The task: Return only those lines of the material that contain "SurfaceLocator".
====== Source material ======
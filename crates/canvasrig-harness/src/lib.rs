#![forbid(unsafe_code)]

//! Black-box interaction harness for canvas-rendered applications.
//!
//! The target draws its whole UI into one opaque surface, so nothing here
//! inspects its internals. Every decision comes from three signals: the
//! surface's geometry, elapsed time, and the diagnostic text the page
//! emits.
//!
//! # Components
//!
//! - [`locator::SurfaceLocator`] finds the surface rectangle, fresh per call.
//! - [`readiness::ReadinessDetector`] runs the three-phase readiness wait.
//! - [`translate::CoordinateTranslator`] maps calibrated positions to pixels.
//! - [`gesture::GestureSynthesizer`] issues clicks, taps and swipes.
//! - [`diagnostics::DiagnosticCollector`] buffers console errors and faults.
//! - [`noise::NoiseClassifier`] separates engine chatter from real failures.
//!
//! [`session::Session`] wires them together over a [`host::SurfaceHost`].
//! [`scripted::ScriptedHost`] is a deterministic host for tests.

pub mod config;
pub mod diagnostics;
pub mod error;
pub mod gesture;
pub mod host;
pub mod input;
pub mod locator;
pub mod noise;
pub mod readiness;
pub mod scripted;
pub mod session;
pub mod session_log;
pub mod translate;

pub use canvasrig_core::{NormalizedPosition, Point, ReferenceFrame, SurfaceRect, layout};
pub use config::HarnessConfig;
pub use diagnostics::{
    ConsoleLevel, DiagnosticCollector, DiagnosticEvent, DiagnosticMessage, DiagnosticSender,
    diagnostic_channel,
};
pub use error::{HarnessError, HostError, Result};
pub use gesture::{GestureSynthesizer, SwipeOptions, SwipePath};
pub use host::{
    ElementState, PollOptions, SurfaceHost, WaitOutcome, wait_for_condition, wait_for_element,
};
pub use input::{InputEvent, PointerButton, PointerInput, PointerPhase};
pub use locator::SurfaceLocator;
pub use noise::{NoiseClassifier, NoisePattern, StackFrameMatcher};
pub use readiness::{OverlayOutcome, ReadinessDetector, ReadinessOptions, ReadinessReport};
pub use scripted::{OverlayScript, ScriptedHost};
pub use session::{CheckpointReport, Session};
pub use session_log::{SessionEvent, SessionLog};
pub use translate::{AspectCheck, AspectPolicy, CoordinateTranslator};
======
Written reply:
//! - [`locator::SurfaceLocator`] finds the surface rectangle, fresh per call.
pub use locator::SurfaceLocator;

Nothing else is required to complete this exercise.